:: Supplied records ::

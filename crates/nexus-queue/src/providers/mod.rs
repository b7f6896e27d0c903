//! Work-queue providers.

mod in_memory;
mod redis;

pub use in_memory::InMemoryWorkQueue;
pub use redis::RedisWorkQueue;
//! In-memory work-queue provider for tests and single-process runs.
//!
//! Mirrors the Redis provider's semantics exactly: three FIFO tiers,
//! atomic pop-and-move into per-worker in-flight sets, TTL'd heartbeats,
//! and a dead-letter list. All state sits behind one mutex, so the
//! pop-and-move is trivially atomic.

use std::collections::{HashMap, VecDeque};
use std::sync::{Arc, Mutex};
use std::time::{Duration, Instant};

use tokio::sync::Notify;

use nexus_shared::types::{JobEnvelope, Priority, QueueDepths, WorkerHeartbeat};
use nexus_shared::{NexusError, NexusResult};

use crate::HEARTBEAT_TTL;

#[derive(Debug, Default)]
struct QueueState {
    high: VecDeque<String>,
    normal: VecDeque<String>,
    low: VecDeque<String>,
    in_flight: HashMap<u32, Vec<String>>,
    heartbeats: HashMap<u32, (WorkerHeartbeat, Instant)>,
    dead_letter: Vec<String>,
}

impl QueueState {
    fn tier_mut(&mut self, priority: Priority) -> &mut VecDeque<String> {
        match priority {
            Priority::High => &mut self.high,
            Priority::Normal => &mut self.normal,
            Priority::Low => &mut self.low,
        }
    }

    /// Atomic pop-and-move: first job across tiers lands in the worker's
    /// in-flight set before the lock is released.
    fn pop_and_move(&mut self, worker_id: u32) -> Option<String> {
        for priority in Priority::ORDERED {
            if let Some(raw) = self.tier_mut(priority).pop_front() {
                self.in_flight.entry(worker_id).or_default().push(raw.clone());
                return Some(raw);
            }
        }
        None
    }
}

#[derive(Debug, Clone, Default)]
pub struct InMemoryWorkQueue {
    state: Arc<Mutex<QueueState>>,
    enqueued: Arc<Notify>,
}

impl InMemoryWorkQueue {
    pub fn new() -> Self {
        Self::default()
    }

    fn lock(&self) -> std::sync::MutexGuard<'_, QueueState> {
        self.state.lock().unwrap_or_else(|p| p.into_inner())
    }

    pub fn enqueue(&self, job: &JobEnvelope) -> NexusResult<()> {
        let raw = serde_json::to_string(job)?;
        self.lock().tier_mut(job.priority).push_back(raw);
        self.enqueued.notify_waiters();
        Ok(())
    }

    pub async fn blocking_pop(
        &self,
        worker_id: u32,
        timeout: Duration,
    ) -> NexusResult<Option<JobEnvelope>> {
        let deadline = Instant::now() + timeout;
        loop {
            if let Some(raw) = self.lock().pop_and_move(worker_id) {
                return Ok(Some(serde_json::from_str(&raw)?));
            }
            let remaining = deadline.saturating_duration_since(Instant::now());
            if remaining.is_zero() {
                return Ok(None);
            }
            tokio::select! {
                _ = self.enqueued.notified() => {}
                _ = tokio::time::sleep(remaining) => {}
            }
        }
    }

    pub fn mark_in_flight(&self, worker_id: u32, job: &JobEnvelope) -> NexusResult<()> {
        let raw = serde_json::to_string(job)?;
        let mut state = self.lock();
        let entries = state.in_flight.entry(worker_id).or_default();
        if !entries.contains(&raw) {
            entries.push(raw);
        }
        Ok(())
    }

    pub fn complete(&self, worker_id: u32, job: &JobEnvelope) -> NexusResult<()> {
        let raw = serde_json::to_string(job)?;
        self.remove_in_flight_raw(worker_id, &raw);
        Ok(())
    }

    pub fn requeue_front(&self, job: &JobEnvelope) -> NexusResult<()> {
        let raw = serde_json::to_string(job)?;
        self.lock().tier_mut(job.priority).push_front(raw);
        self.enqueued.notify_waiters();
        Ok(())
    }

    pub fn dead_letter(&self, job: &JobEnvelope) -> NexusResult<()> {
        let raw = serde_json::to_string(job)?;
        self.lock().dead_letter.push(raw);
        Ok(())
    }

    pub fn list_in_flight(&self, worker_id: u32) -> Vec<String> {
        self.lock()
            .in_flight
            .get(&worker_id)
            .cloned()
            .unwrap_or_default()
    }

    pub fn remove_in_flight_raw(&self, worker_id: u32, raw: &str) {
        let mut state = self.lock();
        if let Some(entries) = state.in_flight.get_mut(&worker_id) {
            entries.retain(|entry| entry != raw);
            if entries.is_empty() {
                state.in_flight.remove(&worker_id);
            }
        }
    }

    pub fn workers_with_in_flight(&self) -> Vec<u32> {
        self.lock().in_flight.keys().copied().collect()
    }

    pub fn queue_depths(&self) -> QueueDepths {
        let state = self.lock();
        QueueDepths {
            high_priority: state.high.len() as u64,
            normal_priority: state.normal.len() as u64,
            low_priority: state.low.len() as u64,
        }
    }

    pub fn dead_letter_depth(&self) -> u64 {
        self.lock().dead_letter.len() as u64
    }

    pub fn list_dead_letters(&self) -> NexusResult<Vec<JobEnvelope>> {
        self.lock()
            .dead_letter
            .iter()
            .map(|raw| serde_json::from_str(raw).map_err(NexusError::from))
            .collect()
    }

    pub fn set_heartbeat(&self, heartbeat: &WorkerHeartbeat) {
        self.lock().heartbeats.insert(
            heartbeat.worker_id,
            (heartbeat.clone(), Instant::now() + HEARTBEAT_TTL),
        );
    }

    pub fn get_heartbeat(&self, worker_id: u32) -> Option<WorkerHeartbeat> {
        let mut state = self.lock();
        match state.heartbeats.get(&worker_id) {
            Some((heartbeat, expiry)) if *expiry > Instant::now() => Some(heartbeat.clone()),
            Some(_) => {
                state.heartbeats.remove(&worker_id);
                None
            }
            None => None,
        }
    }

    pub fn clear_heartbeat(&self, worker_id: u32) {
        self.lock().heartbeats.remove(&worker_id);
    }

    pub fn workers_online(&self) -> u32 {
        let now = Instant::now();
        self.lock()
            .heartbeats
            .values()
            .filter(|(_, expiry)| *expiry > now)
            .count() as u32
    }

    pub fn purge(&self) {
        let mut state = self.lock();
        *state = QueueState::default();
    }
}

:::
:: Supplied records ::

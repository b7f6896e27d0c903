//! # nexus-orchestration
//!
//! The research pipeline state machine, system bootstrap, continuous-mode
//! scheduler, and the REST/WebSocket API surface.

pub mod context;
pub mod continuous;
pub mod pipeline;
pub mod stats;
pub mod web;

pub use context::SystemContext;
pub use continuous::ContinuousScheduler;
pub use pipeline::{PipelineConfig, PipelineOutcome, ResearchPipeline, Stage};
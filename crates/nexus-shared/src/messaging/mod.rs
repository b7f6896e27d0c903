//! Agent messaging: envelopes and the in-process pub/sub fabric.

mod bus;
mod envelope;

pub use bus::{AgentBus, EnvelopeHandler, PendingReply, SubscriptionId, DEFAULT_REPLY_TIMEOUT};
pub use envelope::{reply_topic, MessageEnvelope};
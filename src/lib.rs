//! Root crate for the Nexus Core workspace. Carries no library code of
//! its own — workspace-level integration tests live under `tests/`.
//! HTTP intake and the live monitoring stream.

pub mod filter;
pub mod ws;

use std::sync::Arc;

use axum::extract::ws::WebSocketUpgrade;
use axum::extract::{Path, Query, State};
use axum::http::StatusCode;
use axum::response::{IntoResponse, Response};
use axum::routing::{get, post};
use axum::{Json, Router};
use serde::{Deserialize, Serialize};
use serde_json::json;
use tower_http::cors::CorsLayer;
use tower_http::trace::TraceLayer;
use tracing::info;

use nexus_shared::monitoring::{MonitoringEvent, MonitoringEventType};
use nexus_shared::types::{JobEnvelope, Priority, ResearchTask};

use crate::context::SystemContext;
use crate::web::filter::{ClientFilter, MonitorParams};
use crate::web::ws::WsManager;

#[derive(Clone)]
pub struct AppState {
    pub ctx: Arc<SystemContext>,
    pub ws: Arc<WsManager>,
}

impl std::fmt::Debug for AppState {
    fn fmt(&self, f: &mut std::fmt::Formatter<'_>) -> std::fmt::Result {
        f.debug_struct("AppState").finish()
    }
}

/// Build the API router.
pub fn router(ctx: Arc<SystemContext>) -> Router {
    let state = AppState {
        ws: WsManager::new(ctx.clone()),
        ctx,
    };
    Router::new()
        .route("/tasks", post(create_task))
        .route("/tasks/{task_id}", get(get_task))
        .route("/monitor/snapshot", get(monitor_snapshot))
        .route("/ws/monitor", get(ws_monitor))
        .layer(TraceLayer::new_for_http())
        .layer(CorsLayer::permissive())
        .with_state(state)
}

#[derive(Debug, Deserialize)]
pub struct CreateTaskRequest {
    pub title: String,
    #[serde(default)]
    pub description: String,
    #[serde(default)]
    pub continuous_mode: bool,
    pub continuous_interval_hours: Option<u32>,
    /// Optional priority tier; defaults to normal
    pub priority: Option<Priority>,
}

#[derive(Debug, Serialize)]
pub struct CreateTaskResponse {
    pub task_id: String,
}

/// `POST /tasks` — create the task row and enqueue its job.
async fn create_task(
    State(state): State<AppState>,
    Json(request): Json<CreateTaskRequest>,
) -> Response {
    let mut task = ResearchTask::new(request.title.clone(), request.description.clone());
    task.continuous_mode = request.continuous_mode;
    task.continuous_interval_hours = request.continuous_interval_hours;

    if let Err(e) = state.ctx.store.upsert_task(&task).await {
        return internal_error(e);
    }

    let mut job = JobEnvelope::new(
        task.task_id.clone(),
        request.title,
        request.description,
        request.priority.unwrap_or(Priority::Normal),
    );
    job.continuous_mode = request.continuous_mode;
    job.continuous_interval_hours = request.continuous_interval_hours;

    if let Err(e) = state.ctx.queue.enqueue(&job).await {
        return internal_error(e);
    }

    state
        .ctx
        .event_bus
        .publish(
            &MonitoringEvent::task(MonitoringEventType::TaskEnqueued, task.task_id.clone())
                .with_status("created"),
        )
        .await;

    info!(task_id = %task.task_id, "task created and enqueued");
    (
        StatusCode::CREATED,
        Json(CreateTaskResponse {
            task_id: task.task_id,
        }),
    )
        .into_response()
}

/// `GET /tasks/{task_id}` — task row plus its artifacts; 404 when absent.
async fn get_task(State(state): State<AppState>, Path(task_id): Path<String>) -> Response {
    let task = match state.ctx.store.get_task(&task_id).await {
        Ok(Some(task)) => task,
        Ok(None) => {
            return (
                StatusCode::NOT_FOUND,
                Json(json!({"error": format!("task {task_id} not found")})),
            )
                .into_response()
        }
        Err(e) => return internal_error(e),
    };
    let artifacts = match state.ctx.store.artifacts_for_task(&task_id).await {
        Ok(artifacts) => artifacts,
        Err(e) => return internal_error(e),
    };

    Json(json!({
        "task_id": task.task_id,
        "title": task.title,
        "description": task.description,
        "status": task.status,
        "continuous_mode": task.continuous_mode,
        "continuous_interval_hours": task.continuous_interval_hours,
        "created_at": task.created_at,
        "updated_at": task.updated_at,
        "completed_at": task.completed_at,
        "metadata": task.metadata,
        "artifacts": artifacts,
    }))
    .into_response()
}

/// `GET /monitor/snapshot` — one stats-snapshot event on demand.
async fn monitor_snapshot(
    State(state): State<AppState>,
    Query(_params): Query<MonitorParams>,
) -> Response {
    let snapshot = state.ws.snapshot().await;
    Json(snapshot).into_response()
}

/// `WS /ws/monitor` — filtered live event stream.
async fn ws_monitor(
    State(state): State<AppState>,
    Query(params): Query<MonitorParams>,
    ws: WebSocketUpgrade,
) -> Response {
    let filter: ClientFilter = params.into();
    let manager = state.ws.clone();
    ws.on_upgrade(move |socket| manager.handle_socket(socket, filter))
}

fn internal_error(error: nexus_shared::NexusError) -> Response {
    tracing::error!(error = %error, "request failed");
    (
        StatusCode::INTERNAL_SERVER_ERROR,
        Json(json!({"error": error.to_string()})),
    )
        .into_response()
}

:::

Exercise goal: Wherever the word "await" appears in the listing above, copy the whole line.

Answer to the exercise:
    if let Err(e) = state.ctx.store.upsert_task(&task).await {
    if let Err(e) = state.ctx.queue.enqueue(&job).await {
        .await;
    let task = match state.ctx.store.get_task(&task_id).await {
    let artifacts = match state.ctx.store.artifacts_for_task(&task_id).await {
    let snapshot = state.ws.snapshot().await;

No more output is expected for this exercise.